If that’s your draw, you teach people to, in the words of that great American hymn-writer Smokey Robinson, shop around until you find “worship you enjoy.” And in the long run, that consumerist church model implicitly tells people to leave if they can’t find a church that’s entertaining enough.

But the gift of liturgy isn’t bestowed upon us individually. No, this gift is presented to the church, to strengthen and mold it as Christ’s body here on earth.

As we say here in Texas, it’s not for you and you and you and you, it’s for y’all.

In our contemporary situation, when many professing Christians make their tenuous or downright nonexistent church affiliation a point of pride because their “spirituality” is personal, private, and “between me and God,” we need a robust liturgical theology to stop the bleeding. We need a worship reformation. You cannot serve Jesus faithfully while continually forsaking his church. True liturgical worship is evidence of this. Called out of the highways and byways, we gather. We listen to the Word proclaimed in the community, we hear the communal invitation to Table and together we are fed.

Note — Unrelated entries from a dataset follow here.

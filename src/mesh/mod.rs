//! Input interface to the distributed mesh.
//!
//! The mesh itself is produced elsewhere (mesh generation and partitioning
//! are external collaborators); this module defines the minimal view a
//! rank needs to order its own cells: per-cell face lists with outward
//! unit normals, face centroids, and neighbor references carrying the
//! neighbor's partition id. The grid is built once by the caller and
//! consumed read-only by every per-direction ordering.

pub mod vector;

pub use vector::Vector3;

use std::collections::BTreeMap;

use serde::{Deserialize, Serialize};

/// Identifies the owning process of a cell.
pub type PartitionId = usize;

/// What lies on the far side of a cell face.
#[derive(Debug, Clone, Copy, PartialEq, Eq, Serialize, Deserialize)]
pub enum FaceNeighbor {
    /// Domain boundary; the marker identifies which boundary.
    Boundary(u64),
    /// Another cell, local or remote.
    Cell {
        global_id: u64,
        partition: PartitionId,
    },
}

impl FaceNeighbor {
    pub fn is_boundary(&self) -> bool {
        matches!(self, FaceNeighbor::Boundary(_))
    }
}

/// One face of a cell: outward unit normal, centroid, neighbor reference.
#[derive(Debug, Clone, PartialEq, Serialize, Deserialize)]
pub struct CellFace {
    pub normal: Vector3,
    pub centroid: Vector3,
    pub neighbor: FaceNeighbor,
}

/// A local cell with its global id and face list.
#[derive(Debug, Clone, PartialEq, Serialize, Deserialize)]
pub struct Cell {
    pub global_id: u64,
    pub faces: Vec<CellFace>,
}

/// The rank-local portion of a distributed grid.
///
/// Cells are indexed by their *local id* (position in the cell vector);
/// the global→local map answers whether a neighbor referenced by global
/// id lives on this rank.
#[derive(Debug, Clone, PartialEq, Serialize, Deserialize)]
pub struct LocalGrid {
    partition: PartitionId,
    cells: Vec<Cell>,
    local_index: BTreeMap<u64, usize>,
}

impl LocalGrid {
    pub fn new(partition: PartitionId, cells: Vec<Cell>) -> Self {
        let local_index = cells
            .iter()
            .enumerate()
            .map(|(i, c)| (c.global_id, i))
            .collect();
        Self {
            partition,
            cells,
            local_index,
        }
    }

    pub fn partition(&self) -> PartitionId {
        self.partition
    }

    pub fn cells(&self) -> &[Cell] {
        &self.cells
    }

    pub fn num_local_cells(&self) -> usize {
        self.cells.len()
    }

    /// Local id of a cell given its global id, if it lives on this rank.
    pub fn local_id_of(&self, global_id: u64) -> Option<usize> {
        self.local_index.get(&global_id).copied()
    }
}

And then we’re sent out, the body of Christ like a burning coal on our lips and in our stomachs, and we begin to see things just a little bit differently. Like the body and blood of our Savior, we are fractured and poured out for the world around us.

Dear brothers and sisters, this is why liturgical worship is not a matter of conscience. It’s not a matter of preference or comfort. Liturgy is the life and breath of the church. It is where we are made ready for our mission as Christ’s hands and feet.

The ancient standard holds true: Lex orandi, lex credendi. As we worship, so we believe. The church’s mission is at stake here. That’s why I write, and why I keep on writing about this. It’s why I won’t simply stay quiet.

The church’s worship is my business, and it is yours, too.